SEC to finalize controversial Private Fund Adviser rule next week

SEC to finalize controversial Private Fund Adviser rule next week

Author: The Carta Policy Team
Read time:  7 minutes
Published date:  August 17, 2023
California considers bill with DEI implications for VCs.


  • SEC to finalize controversial Private Fund Adviser rule next week

  • California considers bill with DEI implications for VCs

  • New CTA proposed regulations on BOI filing deadline extension 

SEC to finalize private fund adviser rule next week

Next Wednesday, the SEC is set to approve rules that will fundamentally change how the private fund industry operates and is regulated. These changes would represent the most significant overhaul of private fund regulation since Dodd-Frank. If adopted as proposed, the new rule will impact all private fund advisers, both SEC-registered and venture capital advisers. 

Here’s what is in the private fund adviser proposal:

  • New regulatory obligations for SEC-registered private fund advisers, including quarterly investor disclosures around performance, fees, and expenses at both the fund level and portfolio company level; fairness opinions for GP-led secondaries; and independent fund audits.

  • Bans on certain activities and limits on preferential treatment that would apply to all private fund advisers—including VCs. Notably, the proposal would prohibit current industry practices like indemnification for simple negligence, side letter agreements, and the ability for the fund to cover regulatory and compliance expenses.

Impacts on venture capital: While the proposal does not prescribe new affirmative obligations for venture capital fund managers, it would ban a host of activities that would substantially impact how the venture ecosystem operates. These prohibitions would apply despite being fully disclosed and, in some cases, heavily negotiated in LP agreements. 

  • Enhanced liability: Fund managers would not be able to limit liability for simple negligence, which is a low bar. But risk is inherent to VC investment, and LPs know this. Heightened liability could inhibit investment in high-risk, high-reward businesses—the very sort of transformative businesses and technologies that create outsize growth.

  • Limits on side letters: Certain bespoke agreements–also known as side letters—between funds and LPs would be prohibited. These provisions are ubiquitous in the industry and are a useful tool for emerging managers to secure anchor investors or bring on institutional investors, which helps build fund credibility and get other investors to follow.  In many cases, these agreements are part of that investment decision-making process, it could upset the economics of a particular transaction. 

  • Implementation: There is no grandfathering provision in the rule, which means that fund managers will have to scour LPAs and renegotiate bespoke agreements that are contrary to the rule’s proposal—which could be impossible in many cases. Because many of the activities the SEC has proposed banning are standard industry practice, nearly every agreement will immediately be out of compliance.

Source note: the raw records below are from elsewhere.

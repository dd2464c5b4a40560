use crate::db::connection::{init_db, Database};
use crate::responses::error_to_response;
use crate::router::handle;
use astra::Server;
use std::net::SocketAddr;

mod db;
mod domain;
mod errors;
mod responses;
mod router;
mod spreadsheets;
mod templates;

#[cfg(test)]
mod tests;

fn main() {
    // Create the database handle
    let db = Database::new("estate_admin.sqlite3");

    // Initialize tables and seed records from sql/schema.sql
    if let Err(e) = init_db(&db, "sql/schema.sql") {
        eprintln!("Database initialization failed: {e}");
        std::process::exit(1);
    }

    // Start the server
    let addr: SocketAddr = "127.0.0.1:3000".parse().unwrap();
    println!("Starting server at http://{addr}");

    let server = Server::bind(&addr).max_workers(8);

    // Serve requests, passing the shared db handle into the closure
    let result = server.serve(move |req, _info| match handle(req, &db) {
        Ok(resp) => resp,
        Err(err) => error_to_response(err),
    });

    if let Err(e) = result {
        eprintln!("Server ended with error: {e}");
    }

    println!("Server shut down cleanly.");
}
use crate::domain::models::{ApprovalStatus, User};
use crate::templates::components::{search_input, td, th};
use crate::templates::desktop_layout;
use maud::{html, Markup};

pub struct UsersVm<'a> {
    pub users: Vec<&'a User>,
    pub search_term: &'a str,
}

fn edit_form(user: &User) -> Markup {
    html! {
        details {
            summary { "Edit" }
            form action=(format!("/users/{}/edit", user.id)) method="post" style="display: flex; flex-direction: column; gap: 5px; margin-top: 0.5rem;" {
                input type="text" name="name" required value=(user.name);
                input type="text" name="role" required value=(user.role);
                input type="text" name="property_id" value=(user.property_id.as_deref().unwrap_or(""));
                input type="date" name="dob" value=(user.dob.map(|d| d.to_string()).unwrap_or_default());
                input type="text" name="contact_number" required value=(user.contact_number);
                input type="email" name="email" required value=(user.email);
                button type="submit" style="padding: 4px 12px; cursor: pointer;" { "Save" }
            }
        }
    }
}

pub fn users_page(vm: &UsersVm) -> Markup {
    desktop_layout(
        "Users",
        html! {
            main class="container" {
                h1 { "Users" }

                form action="/users" method="get" style="display: flex; gap: 10px; align-items: center; margin-bottom: 1rem;" {
                    (search_input("Search users...", vm.search_term))
                    button type="submit" style="padding: 8px 16px; cursor: pointer;" { "Search" }
                }

                div style="overflow-x: auto;" {
                    table style="width: 100%; border-collapse: collapse;" {
                        thead {
                            tr {
                                (th("Name")) (th("Role")) (th("Property ID")) (th("Status"))
                                (th("Date of Birth")) (th("Contact Number")) (th("Email")) (th("Actions"))
                            }
                        }
                        tbody {
                            @for user in &vm.users {
                                tr {
                                    (td(html! { (user.name) }))
                                    (td(html! { (user.role) }))
                                    (td(html! { (user.property_id.as_deref().unwrap_or("-")) }))
                                    (td(html! { (user.status) }))
                                    (td(html! {
                                        @match user.dob {
                                            Some(dob) => { (dob) }
                                            None => { "-" }
                                        }
                                    }))
                                    (td(html! { (user.contact_number) }))
                                    (td(html! { (user.email) }))
                                    (td(html! {
                                        @if user.status == ApprovalStatus::Pending {
                                            form action=(format!("/users/{}/approve", user.id)) method="post" style="display: inline; margin-right: 5px;" {
                                                button type="submit" style="cursor: pointer;" { "Approve" }
                                            }
                                            form action=(format!("/users/{}/reject", user.id)) method="post" style="display: inline;" {
                                                button type="submit" style="cursor: pointer;" { "Reject" }
                                            }
                                        }
                                        (edit_form(user))
                                    }))
                                }
                            }
                        }
                    }
                }

                @if vm.users.is_empty() {
                    p style="text-align: center;" { "No users found." }
                }
            }
        },
    )
}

Bottom line: If adopted as proposed, these rules will enhance compliance and disclosure obligations, increase liability exposure, and alter relationship dynamics between funds, their investors, and their portfolio companies. Small and emerging managers will be disproportionately affected, as they may not have the resources to adapt to new compliance challenges. These barriers could lead to more concentration, less diversity, and prevent emerging ecosystems from flourishing.

What’s next:

  • SEC Chair Gensler will have the support to pass the rule with a 3-2 majority. The question is how much the parameters of the rule shifted to reflect feedback during the comment process.

  • Carta, Congress, and the broader venture ecosystem have expressed concerns about provisions that are essentially unworkable and could have unintended impacts, particularly on emerging managers. We still expect a strong rule largely in line with the proposal given the SEC’s posture around private funds and the private markets more broadly.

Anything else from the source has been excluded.